At some point, the essential service starts working again. Traffic floods back, and ... uh oh! Those other services are far too small now, and can't handle the load. Worse still, they've been written in the most fragile ways you can imagine, and so they can't even ignore extra traffic. They stupidly try to take on everything that's coming in, and have no notion of rejecting the stuff they have no hope of handling.

Now they're completely saturated, getting nothing done, and the CPU is running like crazy. The auto-scaling stuff notices, but it might be a good 10-15 minutes to get more instances running. This is not a joke. I've seen this happen and it's not pretty.
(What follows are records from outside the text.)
use std::any::Any;

use axum::{
    http::StatusCode,
    response::{IntoResponse, Response},
    Json,
};
use serde_json::json;
use thiserror::Error;

pub const INTERNAL_SERVER_ERROR: &str = "Internal Server Error";

#[derive(Debug, Error)]
pub enum AppError {
    /// The request was understood but failed validation.
    #[error("{0}")]
    Validation(String),
    #[error("Not Found")]
    NotFound,
    /// The development asset server could not be reached.
    #[error("dev server unavailable: {0}")]
    DevServer(#[from] reqwest::Error),
    #[error(transparent)]
    Internal(#[from] anyhow::Error),
}

impl AppError {
    pub fn status(&self) -> StatusCode {
        match self {
            AppError::Validation(_) => StatusCode::BAD_REQUEST,
            AppError::NotFound => StatusCode::NOT_FOUND,
            AppError::DevServer(_) => StatusCode::BAD_GATEWAY,
            AppError::Internal(_) => StatusCode::INTERNAL_SERVER_ERROR,
        }
    }
}

impl IntoResponse for AppError {
    fn into_response(self) -> Response {
        let status = self.status();
        let body = match &self {
            AppError::Validation(message) => json!({ "success": false, "message": message }),
            AppError::NotFound => json!({ "message": self.to_string() }),
            AppError::DevServer(e) => {
                tracing::warn!("dev server request failed: {}", e);
                json!({ "message": self.to_string() })
            }
            AppError::Internal(e) => {
                tracing::error!("internal error: {:#}", e);
                sentry::capture_message(&format!("{:#}", e), sentry::Level::Error);
                json!({ "message": INTERNAL_SERVER_ERROR })
            }
        };
        (status, Json(body)).into_response()
    }
}

/// Turns a handler panic into a 500 so the server keeps running.
pub fn handle_panic(panic: Box<dyn Any + Send + 'static>) -> Response {
    let detail = if let Some(s) = panic.downcast_ref::<String>() {
        s.clone()
    } else if let Some(s) = panic.downcast_ref::<&str>() {
        s.to_string()
    } else {
        "unknown panic payload".to_string()
    };
    tracing::error!("handler panicked: {}", detail);
    sentry::capture_message(&format!("handler panicked: {}", detail), sentry::Level::Fatal);

    (
        StatusCode::INTERNAL_SERVER_ERROR,
        Json(json!({ "message": INTERNAL_SERVER_ERROR })),
    )
        .into_response()
}

#[cfg(test)]
mod tests {
    use super::*;
    use axum::body::to_bytes;

    async fn body_json(response: Response) -> serde_json::Value {
        let body = to_bytes(response.into_body(), 1024 * 1024).await.unwrap();
        serde_json::from_slice(&body).unwrap()
    }

    #[tokio::test]
    async fn validation_error_carries_success_flag() {
        let response = AppError::Validation("bad input".into()).into_response();
        assert_eq!(response.status(), StatusCode::BAD_REQUEST);
        let body = body_json(response).await;
        assert_eq!(body["success"], false);
        assert_eq!(body["message"], "bad input");
    }

    #[tokio::test]
    async fn internal_error_hides_details() {
        let response = AppError::from(anyhow::anyhow!("disk on fire")).into_response();
        assert_eq!(response.status(), StatusCode::INTERNAL_SERVER_ERROR);
        let body = body_json(response).await;
        assert_eq!(body["message"], INTERNAL_SERVER_ERROR);
    }

    #[tokio::test]
    async fn panic_payloads_become_500() {
        let response = handle_panic(Box::new("boom"));
        assert_eq!(response.status(), StatusCode::INTERNAL_SERVER_ERROR);
        let body = body_json(response).await;
        assert_eq!(body["message"], INTERNAL_SERVER_ERROR);
    }
}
Basically, you should be able to point the equivalent of a flamethrower at your service and have it keep going. It doesn't have to accept the extra requests. It should just do the ones it would be capable of doing anyway, and ignore or reject the rest as appropriate. That way, at least it can start absorbing SOME of the load instead of just becoming part of the problem.
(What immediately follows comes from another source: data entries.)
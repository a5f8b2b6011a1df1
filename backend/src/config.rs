use std::path::PathBuf;

use thiserror::Error;

pub const DEFAULT_PORT: u16 = 3000;
pub const DEFAULT_DIST_DIR: &str = "dist";
pub const DEFAULT_DEV_SERVER_URL: &str = "http://127.0.0.1:8080";

#[derive(Debug, Error)]
pub enum ConfigError {
    #[error("PORT must be a valid port number, got {0:?}")]
    InvalidPort(String),
    #[error("DEV_SERVER_URL must start with http:// or https://, got {0:?}")]
    InvalidDevServerUrl(String),
}

/// Which asset pipeline the server fronts.
#[derive(Debug, Clone, Copy, PartialEq, Eq)]
pub enum Environment {
    /// Non-API requests are forwarded to the trunk dev server.
    Development,
    /// Non-API requests are served from the pre-built dist directory.
    Production,
}

impl Environment {
    // for dev its 'development' and for prod anything else
    fn parse(raw: Option<&str>) -> Self {
        match raw.map(str::trim) {
            None | Some("") => Environment::Development,
            Some(value) if value.eq_ignore_ascii_case("development") => Environment::Development,
            Some(_) => Environment::Production,
        }
    }
}

#[derive(Debug, Clone)]
pub struct AppConfig {
    pub port: u16,
    pub environment: Environment,
    pub dist_dir: PathBuf,
    pub dev_server_url: String,
    pub sentry_dsn: Option<String>,
}

impl AppConfig {
    /// Reads the configuration from the process environment.
    /// Call `dotenvy::dotenv()` first if a `.env` file should be honoured.
    pub fn from_env() -> Result<Self, ConfigError> {
        Self::from_lookup(|key| std::env::var(key).ok())
    }

    pub fn from_lookup<F>(lookup: F) -> Result<Self, ConfigError>
    where
        F: Fn(&str) -> Option<String>,
    {
        let port = match lookup("PORT") {
            Some(raw) if !raw.trim().is_empty() => raw
                .trim()
                .parse::<u16>()
                .map_err(|_| ConfigError::InvalidPort(raw.clone()))?,
            _ => DEFAULT_PORT,
        };

        let environment = Environment::parse(lookup("ENVIRONMENT").as_deref());

        let dist_dir = lookup("DIST_DIR")
            .filter(|dir| !dir.trim().is_empty())
            .map(PathBuf::from)
            .unwrap_or_else(|| PathBuf::from(DEFAULT_DIST_DIR));

        let dev_server_url = lookup("DEV_SERVER_URL")
            .filter(|url| !url.trim().is_empty())
            .unwrap_or_else(|| DEFAULT_DEV_SERVER_URL.to_string());
        if !dev_server_url.starts_with("http://") && !dev_server_url.starts_with("https://") {
            return Err(ConfigError::InvalidDevServerUrl(dev_server_url));
        }

        let sentry_dsn = lookup("SENTRY_DSN").filter(|dsn| !dsn.trim().is_empty());

        Ok(Self {
            port,
            environment,
            dist_dir,
            dev_server_url: dev_server_url.trim_end_matches('/').to_string(),
            sentry_dsn,
        })
    }
}

#[cfg(test)]
mod tests {
    use super::*;
    use std::collections::HashMap;

    fn config_from(pairs: &[(&str, &str)]) -> Result<AppConfig, ConfigError> {
        let vars: HashMap<String, String> = pairs
            .iter()
            .map(|(k, v)| (k.to_string(), v.to_string()))
            .collect();
        AppConfig::from_lookup(|key| vars.get(key).cloned())
    }

    #[test]
    fn defaults_when_nothing_is_set() {
        let config = config_from(&[]).unwrap();
        assert_eq!(config.port, 3000);
        assert_eq!(config.environment, Environment::Development);
        assert_eq!(config.dist_dir, PathBuf::from("dist"));
        assert_eq!(config.dev_server_url, "http://127.0.0.1:8080");
        assert!(config.sentry_dsn.is_none());
    }

    #[test]
    fn reads_port_and_production_environment() {
        let config = config_from(&[
            ("PORT", "8081"),
            ("ENVIRONMENT", "production"),
            ("DIST_DIR", "/srv/site"),
            ("DEV_SERVER_URL", "http://localhost:9000/"),
        ])
        .unwrap();
        assert_eq!(config.port, 8081);
        assert_eq!(config.environment, Environment::Production);
        assert_eq!(config.dist_dir, PathBuf::from("/srv/site"));
        assert_eq!(config.dev_server_url, "http://localhost:9000");
    }

    #[test]
    fn any_non_development_value_means_production() {
        let config = config_from(&[("ENVIRONMENT", "staging")]).unwrap();
        assert_eq!(config.environment, Environment::Production);
        let config = config_from(&[("ENVIRONMENT", "Development")]).unwrap();
        assert_eq!(config.environment, Environment::Development);
    }

    #[test]
    fn rejects_invalid_port() {
        let err = config_from(&[("PORT", "eighty")]).unwrap_err();
        assert!(matches!(err, ConfigError::InvalidPort(raw) if raw == "eighty"));
        assert!(config_from(&[("PORT", "70000")]).is_err());
    }

    #[test]
    fn rejects_dev_server_url_without_scheme() {
        let err = config_from(&[("DEV_SERVER_URL", "localhost:8080")]).unwrap_err();
        assert!(matches!(err, ConfigError::InvalidDevServerUrl(_)));
    }

    #[test]
    fn example_env_points_at_the_trunk_output() {
        let example = include_str!("../.env.example");
        let vars: HashMap<String, String> = dotenvy::from_read_iter(example.as_bytes())
            .collect::<Result<_, _>>()
            .unwrap();
        let config = AppConfig::from_lookup(|key| vars.get(key).cloned()).unwrap();
        assert_eq!(config.dist_dir, PathBuf::from(DEFAULT_DIST_DIR));

        // trunk runs from frontend/, the server from the workspace root
        let trunk = include_str!("../../frontend/Trunk.toml");
        assert!(trunk.contains(&format!("dist = \"../{}\"", DEFAULT_DIST_DIR)));
    }
}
Think about it: if any one instance of your service will fall over and crash when presented with enough load, that will then rebalance the load onto the others. One of those will then boil, and it'll go down, rebalancing the load onto even fewer instances. This will continue until the whole thing is a molten lump of slag.
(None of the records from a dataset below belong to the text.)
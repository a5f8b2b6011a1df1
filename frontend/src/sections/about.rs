use yew::prelude::*;

use crate::animations::{rise, slide, stagger};
use crate::content::{about, images};
use crate::hooks::in_view::{use_in_view, SECTION_MARGIN};
use crate::sections::heading::SectionHeading;

#[function_component(About)]
pub fn about() -> Html {
    let section = use_node_ref();
    let shown = use_in_view(section.clone(), SECTION_MARGIN);

    let cards = stagger(0.3, 0.0);
    let mission = stagger(0.2, 0.5);

    html! {
        <section ref={section} id="about" class="section bg-cream">
            <div class="container">
                <SectionHeading title="About" highlight="BIOBRIM" intro={about::INTRO} {shown} />

                <div class="card-grid three">
                    { for about::CARDS.iter().enumerate().map(|(i, card)| html! {
                        <div class="card card-3d hover-lift" style={cards.apply(rise(50.0, 0.5, 0.0), i).style(shown)}>
                            <div class="icon-badge"><i class={card.icon}></i></div>
                            <h3>{ card.title }</h3>
                            <p>{ card.description }</p>
                        </div>
                    }) }
                </div>

                <div class="split">
                    <div class="split-text">
                        <h3 style={mission.apply(slide(-30.0, 0.5, 0.0), 0).style(shown)}>{"Our Mission"}</h3>
                        <p class="lead" style={mission.apply(slide(-30.0, 0.5, 0.0), 1).style(shown)}>
                            { about::MISSION }
                        </p>
                        <ul class="check-list">
                            { for about::MISSION_POINTS.iter().enumerate().map(|(i, point)| html! {
                                <li style={mission.apply(slide(-30.0, 0.5, 0.0), i + 2).style(shown)}>
                                    <i class="fas fa-check-circle text-primary"></i>
                                    <span>{ *point }</span>
                                </li>
                            }) }
                        </ul>
                    </div>
                    <div class="split-media" style={slide(100.0, 0.8, 0.5).style(shown)}>
                        <div class="framed-image">
                            <img class="hover-grow" src={images::ABOUT_MISSION} alt="Sustainable Farming" />
                            <div class="image-shadow drift"></div>
                        </div>
                    </div>
                </div>
            </div>
            <div class="bg-circle primary top-right pulse"></div>
            <div class="bg-circle brown bottom-left pulse delayed"></div>
        </section>
    }
}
You can tell you're in a situation like this when you rig up horrible things like "turn off the load balancer until we can restart the service". Or, maybe you've "set the network stuff to drop 50% of the traffic until we can catch up". If you've ever had to do this, you're running incredibly fragile stuff! Likewise, if you've ever had to worry about "starting everything at once because otherwise the first one up will get boiled and will crash and then the second and third...", let me be the first to break it to you: you're already in the bad place.

[Side note: if this sounds familiar, it's because I had a customer about 15 years ago who absolutely refused to fix their terrible code and just wanted better tooling to start and stop their stuff in parallel. The people on my side weren't looking for an argument and so gave them exactly that. They were happy because they didn't have to think about writing better code. Is that what you want from your stuff?]

There are so many ways out of a situation like this. Here's just one. You can temporarily stop checking your listening socket(s) for new connections. This means you stop calling accept(). The listen queue will back up, and then something interesting will happen. Assuming Linux, it'll probably stop emitting SYN/ACKs for connection attempts after that point. You might do some magic to make it actively RST those connections so clients fail fast and go somewhere else right away. Whatever.

When things calm down, you maybe start looking for those new connections again. Maybe you do something neat and process the newest ones first, since the oldest ones have probably burned most of their timeout already and won't stick around to finish the job anyway. This is what I meant by "selective LIFO" in a post from a few months back. It's the kind of thing people tend to think about when they're in a "RPC" mindset and not a "web" mindset.

Want a really rough example of throttling? sendmail, the mail daemon which made life interesting for some of us for far too long, had this thing where it kept tabs on the machine's load average. If it got up over the first notch, it would still accept a connection, but it would wave them off with an error. If it got past the second notch, it would actually stop listening to the network! That's right, it would actually close the listening socket to forcibly reject any connection attempts.

...

That was more of a stream-of-consciousness than I intended, but all of it needed to get out there. Odds are, I'll come back to some of these points and spin them out into their own tales of what to do, what not to do, and how to tell when your team or company has already dug itself into a hole.

Spend the time to care about this stuff. Resources aren't free.